Emanuele Renzi ha precisato che una divisione così specifica non è presente oggi neppure nella nuova struttura di cui è dirigente (vedi mia nota in fondo al testo)

Tra le attività del Servizio ci sono l’elaborazione della normativa tecnica per la sicurezza delle costruzioni (norme, circolari e linee guida) nonché, come europeo il Servizio è Organismo riconosciuto di certificazione ed ispezione nel settore dei prodotti o sistemi destinati alle opere di ingegneria strutturale e geotecnica, “ma non sono previsti compiti su singole opere in esercizio” ha ribadito Renzi che a domanda specifica del pm Cotugno se conoscesse l’articolo 6 della circolare del 1967 ha ammesso: “Non conoscevo quell’articolo della circolare ma non mi risulta che sia mai stato istituito un apposito reparto né che l’STC sia mai stata chiamata a svolgere attività legate alla gestione delle opere”.

La circolare del 1967 evocata dal pubblico ministero Walter Cotugno, infatti, dispone «uno speciale controllo» da parte del dicastero competente per tutti i grandi manufatti, le opere d'arte importanti, i ponti e viadotti di rilevante altezza, le strutture di notevole luce libera o comunque fuori del normale per speciali circostanze di luogo e d’impiego». E nel medesimo documento si legge: «Per le opere già eseguite e quelle specialmente da lungo tempo in esercizio verrà costituito un apposito reparto presso il Servizio tecnico centrale del Consiglio superiore dei lavori pubblici, con il compito di seguire il comportamento nel tempo di tali grandi manufatti».

Nel corso del processo è stato ascoltato anche l’ing. Massimo Sessa, che del Cslp è presidente.
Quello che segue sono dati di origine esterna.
//! Preference store configuration.
//!
//! `PrefStoreConfig` controls the cache and durability behavior of a single
//! [`ContentPrefService`](crate::prefs::ContentPrefService). It provides
//! sensible defaults via [`Default`] and a fluent [`PrefStoreConfig::builder()`]
//! with validation.
//!
//! # Examples
//!
//! ```rust
//! use gosub_prefs::config::{FailurePolicy, PrefStoreConfig};
//! # fn main() -> Result<(), Box<dyn std::error::Error>> {
//! let cfg = PrefStoreConfig::builder()
//!     .max_cached_entries(1024)
//!     .cache_absent(false)
//!     .failure_policy(FailurePolicy::Resync)
//!     .build()?; // returns Result<PrefStoreConfig, ConfigError>
//! assert_eq!(cfg.max_cached_entries, 1024);
//! # Ok(()) }
//! ```
//!
//! # Fields (summary)
//! - `max_cached_entries`: Upper bound on mirrored entries, tombstones included (default: 16384).
//! - `cache_absent`: Record "known absent" after a durable miss (default: `true`).
//! - `persist_private`: Let private-partition rows reach the durable store (default: `false`).
//! - `failure_policy`: What the cache does when a durable write fails (default: `KeepCache`).
//! - `event_capacity`: Buffer size of the change notification channel (default: 64).

use std::fmt;

pub const DEFAULT_MAX_CACHED_ENTRIES: usize = 16 * 1024;
pub const DEFAULT_EVENT_CAPACITY: usize = 64;

/// Cache behavior after the durable store rejects an already-applied mutation.
#[derive(Debug, Clone, Copy, PartialEq, Eq, Default)]
pub enum FailurePolicy {
    /// Keep the cache as the caller left it. A failed removal still reads as
    /// removed; the durable row may linger until the removal is retried.
    #[default]
    KeepCache,
    /// Drop the affected entries back to "unknown" so later reads go to the
    /// durable store and see what it actually holds.
    Resync,
}

#[derive(Debug, Clone)]
pub struct PrefStoreConfig {
    pub max_cached_entries: usize,
    pub cache_absent: bool,
    pub persist_private: bool,
    pub failure_policy: FailurePolicy,
    pub event_capacity: usize,
}

impl Default for PrefStoreConfig {
    fn default() -> Self {
        Self {
            max_cached_entries: DEFAULT_MAX_CACHED_ENTRIES,
            cache_absent: true,
            persist_private: false,
            failure_policy: FailurePolicy::KeepCache,
            event_capacity: DEFAULT_EVENT_CAPACITY,
        }
    }
}

impl PrefStoreConfig {
    pub fn builder() -> PrefStoreConfigBuilder {
        PrefStoreConfigBuilder::default()
    }
}

/// Builder for [`PrefStoreConfig`].
#[derive(Debug, Clone, Default)]
pub struct PrefStoreConfigBuilder {
    inner: PrefStoreConfig,
}

impl PrefStoreConfigBuilder {
    #[inline]
    fn map(mut self, f: impl FnOnce(&mut PrefStoreConfig)) -> Self {
        f(&mut self.inner);
        self
    }

    pub fn max_cached_entries(self, n: usize) -> Self { self.map(|c| c.max_cached_entries = n) }
    pub fn cache_absent(self, on: bool) -> Self { self.map(|c| c.cache_absent = on) }
    pub fn persist_private(self, on: bool) -> Self { self.map(|c| c.persist_private = on) }
    pub fn failure_policy(self, policy: FailurePolicy) -> Self { self.map(|c| c.failure_policy = policy) }
    pub fn event_capacity(self, n: usize) -> Self { self.map(|c| c.event_capacity = n) }

    /// Apply multiple changes in one go.
    pub fn with(self, f: impl FnOnce(&mut PrefStoreConfig)) -> Self { self.map(f) }

    /// Validate and build the final config.
    pub fn build(self) -> Result<PrefStoreConfig, ConfigError> {
        validate(&self.inner)?;
        Ok(self.inner)
    }
}

// ---------- Validation ----------

#[derive(Debug, Clone, PartialEq, Eq)]
pub enum ConfigError {
    ZeroCacheEntries,
    ZeroEventCapacity,
}

impl fmt::Display for ConfigError {
    fn fmt(&self, f: &mut fmt::Formatter<'_>) -> fmt::Result {
        match self {
            ConfigError::ZeroCacheEntries =>
                write!(f, "max_cached_entries must be at least 1"),
            ConfigError::ZeroEventCapacity =>
                write!(f, "event_capacity must be at least 1"),
        }
    }
}
impl std::error::Error for ConfigError {}

pub(crate) fn validate(c: &PrefStoreConfig) -> Result<(), ConfigError> {
    if c.max_cached_entries == 0 {
        return Err(ConfigError::ZeroCacheEntries);
    }
    if c.event_capacity == 0 {
        return Err(ConfigError::ZeroEventCapacity);
    }
    Ok(())
}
Il Cslp ancora non ha un servizio di monitoraggio dei ponti perché non è tra i suoi compiti – ha spiegato il presidente Sessa – e la circolare del 1967 non prevedeva un’attività di monitoraggio specifico in loco anche perché per fare auesto tipo di attività serve personale che non abbiamo. Certo se il ministro dispone delle verifiche specifiche noi come Cslp ci dobbiamo organizzare e richiedere personale che possa svolgere l’attività”.

Le Linee Guida sui Ponti

Dopo il crollo del Morandi, hanno ricordato i testimoni, sono state elaborate sempre dal Consiglio nuove «linee guida» sui viadotti esistenti, il documento che “pone l'attenzione sulle modalità con cui adottare azioni di approfondimento sulle opere, sulla frequenza delle ispezioni, sulla programmazione degli interventi e sulle eventuali limitazioni del traffico e prevenire i rischi".
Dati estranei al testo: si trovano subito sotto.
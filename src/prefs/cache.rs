//! In-memory mirror of the durable preference table.
//!
//! The cache is **not** authoritative. It answers a lookup with one of three
//! outcomes:
//!
//! - [`CacheLookup::Hit`]: the value as of the most recently accepted mutation,
//! - [`CacheLookup::Tombstone`]: the entry is known to be absent,
//! - [`CacheLookup::Miss`]: nothing is known; ask the durable store.
//!
//! Mutations (`store`, `invalidate`, `forget`) apply immediately and advance an
//! epoch counter. Backfills from the durable store go through [`PrefCache::populate`]
//! with a [`CacheTicket`] taken before the read was issued; a ticket from an older
//! epoch is refused, so a read that raced a removal can never resurrect data.
use std::collections::VecDeque;

use hashbrown::HashMap;

use super::types::{PrefFilter, PrefKey, PrefValue};

/// Result of a cache-only lookup.
#[derive(Clone, Debug, PartialEq)]
pub enum CacheLookup {
    Hit(PrefValue),
    Tombstone,
    Miss,
}

impl CacheLookup {
    pub fn is_hit(&self) -> bool {
        matches!(self, CacheLookup::Hit(_))
    }

    pub fn value(&self) -> Option<&PrefValue> {
        match self {
            CacheLookup::Hit(v) => Some(v),
            _ => None,
        }
    }
}

#[derive(Clone, Debug)]
enum Slot {
    Value(PrefValue),
    Tombstone,
}

/// Epoch marker handed out before a durable read.
#[derive(Copy, Clone, Debug, PartialEq, Eq)]
pub struct CacheTicket(u64);

/// Hit/miss counters, mostly for diagnostics.
#[derive(Debug, Clone, Copy, Default, PartialEq, Eq)]
pub struct CacheStats {
    pub entries: usize,
    pub tombstones: usize,
    pub evictions: u64,
    pub refused_backfills: u64,
}

#[derive(Debug)]
pub struct PrefCache {
    slots: HashMap<PrefKey, Slot>,
    /// Keys tombstoned so far, oldest first. May hold keys that have since
    /// been overwritten or dropped; eviction skips those.
    tombstoned: VecDeque<PrefKey>,
    epoch: u64,
    capacity: usize,
    evictions: u64,
    refused_backfills: u64,
}

impl PrefCache {
    pub fn new(capacity: usize) -> Self {
        Self {
            slots: HashMap::new(),
            tombstoned: VecDeque::new(),
            epoch: 0,
            capacity: capacity.max(1),
            evictions: 0,
            refused_backfills: 0,
        }
    }

    pub fn lookup(&self, key: &PrefKey) -> CacheLookup {
        match self.slots.get(key) {
            Some(Slot::Value(v)) => CacheLookup::Hit(v.clone()),
            Some(Slot::Tombstone) => CacheLookup::Tombstone,
            None => CacheLookup::Miss,
        }
    }

    /// Takes a ticket for a durable read that is about to be issued.
    pub fn ticket(&self) -> CacheTicket {
        CacheTicket(self.epoch)
    }

    /// Write-through for an accepted `set`.
    pub fn store(&mut self, key: PrefKey, value: PrefValue) {
        self.epoch += 1;
        self.insert(key, Slot::Value(value));
    }

    /// Tombstones every mirrored entry matching `filter`. Returns how many.
    pub fn invalidate(&mut self, filter: &PrefFilter) -> usize {
        self.epoch += 1;
        let mut count = 0;
        for (key, slot) in self.slots.iter_mut() {
            if filter.matches(key) {
                if !matches!(slot, Slot::Tombstone) {
                    self.tombstoned.push_back(key.clone());
                }
                *slot = Slot::Tombstone;
                count += 1;
            }
        }
        self.compact_tombstone_queue();
        count
    }

    /// Drops every mirrored entry matching `filter` back to "unknown".
    pub fn forget(&mut self, filter: &PrefFilter) -> usize {
        self.epoch += 1;
        let before = self.slots.len();
        self.slots.retain(|key, _| !filter.matches(key));
        before - self.slots.len()
    }

    /// Backfills the result of a durable read. `None` records a tombstone.
    ///
    /// Returns false (and changes nothing) when any mutation was accepted after
    /// `ticket` was taken.
    pub fn populate(&mut self, key: PrefKey, value: Option<PrefValue>, ticket: CacheTicket) -> bool {
        if ticket.0 != self.epoch {
            self.refused_backfills += 1;
            return false;
        }
        match value {
            Some(v) => self.insert(key, Slot::Value(v)),
            None => {
                self.insert(key.clone(), Slot::Tombstone);
                self.tombstoned.push_back(key);
                self.compact_tombstone_queue();
            }
        }
        true
    }

    /// Cached values (not tombstones) whose keys match `filter`.
    pub fn hits(&self, filter: &PrefFilter) -> Vec<(PrefKey, PrefValue)> {
        let mut out: Vec<_> = self
            .slots
            .iter()
            .filter(|(key, _)| filter.matches(key))
            .filter_map(|(key, slot)| match slot {
                Slot::Value(v) => Some((key.clone(), v.clone())),
                Slot::Tombstone => None,
            })
            .collect();
        out.sort_by(|a, b| a.0.cmp(&b.0));
        out
    }

    pub fn len(&self) -> usize {
        self.slots.len()
    }

    pub fn is_empty(&self) -> bool {
        self.slots.is_empty()
    }

    pub fn clear(&mut self) {
        self.epoch += 1;
        self.slots.clear();
        self.tombstoned.clear();
    }

    pub fn stats(&self) -> CacheStats {
        CacheStats {
            entries: self.slots.len(),
            tombstones: self.slots.values().filter(|s| matches!(s, Slot::Tombstone)).count(),
            evictions: self.evictions,
            refused_backfills: self.refused_backfills,
        }
    }

    fn insert(&mut self, key: PrefKey, slot: Slot) {
        if !self.slots.contains_key(&key) && self.slots.len() >= self.capacity {
            // Any slot may go: an evicted key reads as a miss and is answered by
            // the durable store, which sees every mutation in issue order.
            let victim = self
                .oldest_tombstone()
                .or_else(|| self.slots.keys().next().cloned());
            if let Some(victim) = victim {
                self.slots.remove(&victim);
                self.evictions += 1;
            }
        }
        self.slots.insert(key, slot);
    }

    /// Pops queued keys until one is still a tombstone.
    fn oldest_tombstone(&mut self) -> Option<PrefKey> {
        while let Some(key) = self.tombstoned.pop_front() {
            if matches!(self.slots.get(&key), Some(Slot::Tombstone)) {
                return Some(key);
            }
        }
        None
    }

    /// Rebuilds the queue once stale keys outnumber live slots.
    fn compact_tombstone_queue(&mut self) {
        if self.tombstoned.len() <= 2 * self.capacity {
            return;
        }
        let slots = &self.slots;
        let mut seen = hashbrown::HashSet::new();
        self.tombstoned
            .retain(|key| matches!(slots.get(key), Some(Slot::Tombstone)) && seen.insert(key.clone()));
    }
}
Sul SECOLO XIX ritroviamo ulteriori particolari:

Le udienze degli ultimi giorni - sempre incardinate sulle presunte omissioni dello Stato - hanno inoltre rischiarato una certa insofferenza al coinvolgimento degli organismo centrali nel monitoraggio del ponte poi collassato. Si è infatti scoperto che dagli incartamenti che il Provveditorato regionale alle opere pubbliche, emanazione locale del ministero delle Infrastrutture, inviò a Roma in merito a un progetto di ristrutturazione fatalmente rinviato fino al disastro, sparì la parte d’una mail nella quale si descriveva il Ponte come decisamente malconcio.
Non solo: all’interno del medesimo Provveditorato vi era chi riteneva che di nuovo le carte sul restyling dovessero passare il vaglio proprio del Consiglio nazionale dei lavori pubblici, trattandosi di un intervento delicatissimo su un’opera particolare; ma alla fine quel controllo ulteriore non vi fu, sostanzialmente per scelta dell’allora Provveditore Roberto Ferrazza, tuttora in carica e imputato.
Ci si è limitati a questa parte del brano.